Walden World

The wacky and wonderful tales of Beth's and Catherine's global adventures. And all things Walden too.

Wednesday, February 23, 2011

The Sea Lions of Puerto Madryn

First there was the Donkey of Nazareth who ate my shirt. Now the shame of having my butt bitten by a sea lion.

This morning, far too early, C and I and two handsome, ripped fellows from Belgium were dressed up in full wet-suits (vests, socks, another body suit followed by more boots) then directed to walk over the beach and through the surf to a small boat moored out in the ocean.

Thus started our adventure to snorkel with Sea Lions.

Before setting out on this trip, I had to have assurance from our trusted guide Pedro who is a bit of a nut about eco stuff (in Parque Valdes he would stop and shoo off any errant tourists who had gotten out of their car in the unauthorized area as he did to me on the path at Tombo to take a penguino photo) that this DID NOT impact on Sea Lion behaviour or colony life.

The sea lions live in huge colonies along the coast of this area of Patagonia. The population consists mostly of female sea lions, juveniles and then the pups.

There is one large Bull Male and an assorted group of what are called Beta Males, who appear, as in the old Batman show from the 60s, to act as the henchmen of the Bull Male. The young or weak little males are banished to what are called "bachelor colonies". Mind you, maybe they're all the gay males and their part of the shore is the Fire Island of sea lion world.

At the sight of the dive we are given wet suit hoods for our heads as well as three finger neoprene gloves. The Belgiums make jokes about us looking like the knights from "Monty Python's Holy Grail". That's actually pretty accurate.

Then on come our flippers, masks, snorkels and then ordered off the boat and into the water.
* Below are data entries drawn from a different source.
impl From<ConfigError> for ChannelError {
  fn from(err : ConfigError) -> Self {
    ChannelError::Config(err)
  }
}

impl From<TransportError> for ChannelError {
  fn from(err : TransportError) -> Self {
    ChannelError::Transport(err)
  }
}

impl From<SerializationError> for ChannelError {
  fn from(err : SerializationError) -> Self {
    ChannelError::Serialization(err)
  }
}

/// Streams command sequences to the chip
pub struct CommandChannel<B : FeBus> {
  bus          : Arc<Mutex<B>>,
  /// payload budget of one transfer, in bits
  memory_bits  : usize,
}

impl<B : FeBus> CommandChannel<B> {

  pub fn new(bus : Arc<Mutex<B>>) -> Self {
    Self {
      bus,
      memory_bits : COMMAND_MEMORY_BYTES * 8,
    }
  }

  /// Shrink the transfer window, for tests
  pub fn with_memory_bytes(bus : Arc<Mutex<B>>, memory_bytes : usize) -> Self {
    Self {
      bus,
      memory_bits : memory_bytes * 8,
    }
  }

  /// Send a command sequence
  ///
  /// With `concatenate` the commands are merged (zero bit or
  /// byte padded separators) into the minimum number of
  /// transfers fitting the memory window; a command that
  /// would overflow the window forces a flush of what has
  /// accumulated. Without, every command is transferred
  /// individually with the hardware `repeat` count.
  ///
  /// Returns the number of hardware transfers.
  pub fn send_commands(&self,
                       commands        : &[BitCommand],
                       repeat          : u16,
                       wait_for_finish : bool,
                       concatenate     : bool,
                       byte_padding    : bool,
                       clear_memory    : bool) -> Result<usize, TransportError> {
    for command in commands {
      if command.len() > self.memory_bits {
        error!("Command of {} bits exceeds the {} bit memory window",
               command.len(), self.memory_bits);
        return Err(TransportError::CommandTooLong);
      }
    }
    let mut n_transfers = 0usize;
    if concatenate {
      let mut iter = commands.iter();
      let mut accumulated = match iter.next() {
        Some(command) => command.clone(),
        None          => return Ok(0),
      };
      for command in iter {
        let merged = if byte_padding {
          accumulated.append_byte_padded(command)
        } else {
          accumulated.append(command)
        };
        if merged.len() > self.memory_bits {
          self.send_command(&accumulated, repeat, wait_for_finish, clear_memory)?;
          n_transfers += 1;
          accumulated = command.clone();
        } else {
          accumulated = merged;
        }
      }
      self.send_command(&accumulated, repeat, wait_for_finish, clear_memory)?;
      n_transfers += 1;
    } else {
      let mut max_length = 0usize;
      for command in commands {
        max_length = max_length.max(command.len());
        self.send_command(command, repeat, wait_for_finish, false)?;
        n_transfers += 1;
      }
      if clear_memory {
        self.clear_command_memory(max_length)?;
      }
    }
    Ok(n_transfers)
  }

  /// Transfer and execute a single command
  pub fn send_command(&self,
                      command         : &BitCommand,
                      repeat          : u16,
                      wait_for_finish : bool,
                      clear_memory    : bool) -> Result<(), TransportError> {
    if command.len() > self.memory_bits {
      return Err(TransportError::CommandTooLong);
    }
    {
      let mut bus = self.bus.lock().expect("bus lock poisoned");
      bus.write_reg(CMD_REPEAT, repeat as u32)?;
      bus.write_reg(CMD_SIZE, command.len() as u32)?;
      bus.write_command_memory(&command.to_bytes())?;
      bus.write_reg(CMD_START, 1)?;
    }
    if wait_for_finish {
      self.wait_for_command(command.len(), repeat)?;
    }
    if clear_memory {
      self.clear_command_memory(command.len())?;
    }
    Ok(())
  }

  /// Write a command into the memory without starting it.
  /// Used to preload the trigger FSM replay command.
  pub fn preload_command(&self, command : &BitCommand)
    -> Result<(), TransportError> {
    if command.len() > self.memory_bits {
      return Err(TransportError::CommandTooLong);
    }
    let mut bus = self.bus.lock().expect("bus lock poisoned");
    bus.write_reg(CMD_SIZE, command.len() as u32)?;
    bus.write_command_memory(&command.to_bytes())?;
    Ok(())
  }

  /// Overwrite the command payload with zeros
  pub fn clear_command_memory(&self, length : usize)
    -> Result<(), TransportError> {
    let length = length.min(self.memory_bits);
    let zeros  = BitCommand::zeros(length);
    let mut bus = self.bus.lock().expect("bus lock poisoned");
    bus.write_command_memory(&zeros.to_bytes())?;
    Ok(())
  }

  /// Wait until the sequencer reports READY
  ///
  /// Sleeps the estimated streaming time first, then polls
  /// with a fixed backoff. The wait is bounded - if READY
  /// never comes up we fail instead of spinning forever.
  fn wait_for_command(&self, length : usize, repeat : u16)
    -> Result<(), TransportError> {
    let estimate =
      (length + CMD_OVERHEAD_BITS) as f64 * BIT_PERIOD_SECS * repeat.max(1) as f64;
    thread::sleep(time::Duration::from_secs_f64(estimate));
    let backoff = time::Duration::from_micros(READY_BACKOFF_MICROS);
    for _ in 0..READY_ATTEMPTS {
      {
        let mut bus = self.bus.lock().expect("bus lock poisoned");
        if bus.read_reg(CMD_READY)? & 0x1 == 0x1 {
          return Ok(());
        }
      }
      thread::sleep(backoff);
    }
    error!("Command sequencer never reported READY, giving up after {} polls",
           READY_ATTEMPTS);
    Err(TransportError::ReadyTimeout)
  }

  //========== compound sequences =========
  //
  // The documented operation sequences. Each goes through
  // configuration mode and returns to run mode.
  //=======================================

  fn send_ops(&self, ops : &[ChipOp], model : &RegisterModel)
    -> Result<(), ChannelError> {
    let mut commands = Vec::<BitCommand>::new();
    for op in ops {
      commands.extend(build_commands(op, model)?);
    }
    self.send_commands(&commands, 1, true, true, false, false)?;
    Ok(())
  }

  /// Global reset sequence
  ///
  /// The command order matters, the chip ends up in an odd
  /// state otherwise.
  pub fn global_reset(&self, model : &mut RegisterModel)
    -> Result<(), ChannelError> {
    info!("Sending global reset");
    self.send_ops(&[ChipOp::ConfMode, ChipOp::GlobalReset], model)?;
    thread::sleep(time::Duration::from_millis(100));
    self.send_ops(&[ChipOp::ConfMode, ChipOp::RunMode], model)?;
    model.invalidate();
    Ok(())
  }

  /// Reset the bunch counter
  pub fn reset_bunch_counter(&self, model : &RegisterModel)
    -> Result<(), ChannelError> {
    info!("Resetting bunch counter");
    self.send_ops(&[ChipOp::ConfMode, ChipOp::Bcr], model)?;
    thread::sleep(time::Duration::from_millis(100));
    self.send_ops(&[ChipOp::ConfMode, ChipOp::RunMode], model)
  }

  /// Reset the event counter
  pub fn reset_event_counter(&self, model : &RegisterModel)
    -> Result<(), ChannelError> {
    info!("Resetting event counter");
    self.send_ops(&[ChipOp::ConfMode, ChipOp::Ecr], model)?;
    thread::sleep(time::Duration::from_millis(100));
    self.send_ops(&[ChipOp::ConfMode, ChipOp::RunMode], model)
  }

  /// Reset the service record counters. Also brings back
  /// front-ends with a stuck output FIFO.
  pub fn reset_service_records(&self, model : &mut RegisterModel)
    -> Result<(), ChannelError> {
    info!("Resetting service records");
    let mut commands = build_commands(&ChipOp::ConfMode, model)?;
    model.set_global_value("ReadErrorReq", 1)?;
    let names = vec![String::from("ReadErrorReq")];
    commands.extend(build_commands(&ChipOp::WrRegister { names : names.clone() },
                                   model)?);
    commands.extend(build_commands(&ChipOp::GlobalPulse { width : 0 }, model)?);
    model.set_global_value("ReadErrorReq", 0)?;
    commands.extend(build_commands(&ChipOp::WrRegister { names }, model)?);
    commands.extend(build_commands(&ChipOp::RunMode, model)?);
    self.send_commands(&commands, 1, true, true, false, false)?;
    Ok(())
  }

  /// Send the full global configuration
  pub fn configure_global(&self, model : &mut RegisterModel)
    -> Result<(), ChannelError> {
    info!("Sending global configuration to the front-end");
    self.send_ops(&[ChipOp::ConfMode,
                    ChipOp::WrAllRegisters,
                    ChipOp::RunMode], model)?;
    model.mark_synced();
    Ok(())
  }

  /// Send the full pixel configuration
  ///
  /// The same mask for every double column is in general not
  /// what you want for the DACs, so those always go per-DC.
  pub fn configure_pixel(&self, model : &RegisterModel,
                         same_mask_for_all_dc : bool)
    -> Result<(), ChannelError> {
    info!("Sending pixel configuration to the front-end");
    let dacs = ChipOp::WrFrontend {
      names : vec![String::from("TDAC"), String::from("FDAC")],
      same_mask_for_all_dc : false,
    };
    let masks = ChipOp::WrFrontend {
      names : vec![String::from("Imon"), String::from("Enable"),
                   String::from("C_High"), String::from("C_Low")],
      same_mask_for_all_dc,
    };
    // EnableDigInj has to go last
    let diginj = ChipOp::WrFrontend {
      names : vec![String::from("EnableDigInj")],
      same_mask_for_all_dc,
    };
    self.send_ops(&[ChipOp::ConfMode, dacs, masks, diginj, ChipOp::RunMode],
                  model)
  }

  /// Set the global threshold DAC pair
  pub fn set_gdac(&self, model : &mut RegisterModel, value : u16)
    -> Result<(), ChannelError> {
    let mut commands = build_commands(&ChipOp::ConfMode, model)?;
    model.set_gdac(value)?;
    let names = vec![String::from("Vthin_AltCoarse"),
                     String::from("Vthin_AltFine")];
    commands.extend(build_commands(&ChipOp::WrRegister { names }, model)?);
    commands.extend(build_commands(&ChipOp::RunMode, model)?);
    self.send_commands(&commands, 1, true, true, false, false)?;
    info!("Set GDAC to {} (coarse/fine = {}/{})", value,
          model.global_value("Vthin_AltCoarse")?,
          model.global_value("Vthin_AltFine")?);
    Ok(())
  }
}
Sea Lions came as soon as we anchored, a few at a time, playful and jumping around us.

What would happen soon was a strange parly between two tribes of extremely curious mammals.

We have us in our weird masks and suits and suddenly sea lions from left to right come out to see what's up.

They check us out from a few feet at first, diving up and around us usually below looking directly into your eyes from beneath you.

The fundamental link between me, a human, and the wild sea lion, cements in that moment: They are as fascinated by, and wary of us, as we are of them.

I try and play it cool and only make eye contact with them and say 'hello' through my snorkel as they swim around me.

Then soon, more come and more and more.

If you were a Newfoundlander you would say the "sea was maggoty with seals".

It starts with one older matriarch seal. I can tell she likes me. She swims right against me and rubs her wiskers against my hand. I start to pet the side of her neck and her eyes close half shut like a cat and she stays with me for minutes purring at my stroking of her fur. She swims away to tell the younger sea lions that I am okay.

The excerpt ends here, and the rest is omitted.